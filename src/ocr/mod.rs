//! Text extraction: recognition backends, output normalisation and the
//! fault-tolerant per-page engine.
//!
//! Flow for one page: [`engine::OcrEngine::extract`] reads the page image,
//! shells out through a [`recognizer::Recognizer`], recovers a JSON object
//! from whatever the model printed ([`normalize`]), and retries transient
//! failures per the configured [`crate::retry::RetryPolicy`]. The output is
//! always an [`OcrResult`] — failure is data here, not control flow.

pub mod engine;
pub mod normalize;
pub mod recognizer;
pub mod result;

pub use engine::OcrEngine;
pub use recognizer::{ModelCatalog, OllamaRecognizer, Recognizer};
pub use result::{OcrResult, PageImage, TextBlock};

DIRECTIONS:
Filter the entries above down to the lines containing the word "engine".

EXERCISE ANSWER:
//! fault-tolerant per-page engine.
//! Flow for one page: [`engine::OcrEngine::extract`] reads the page image,
pub mod engine;
pub use engine::OcrEngine;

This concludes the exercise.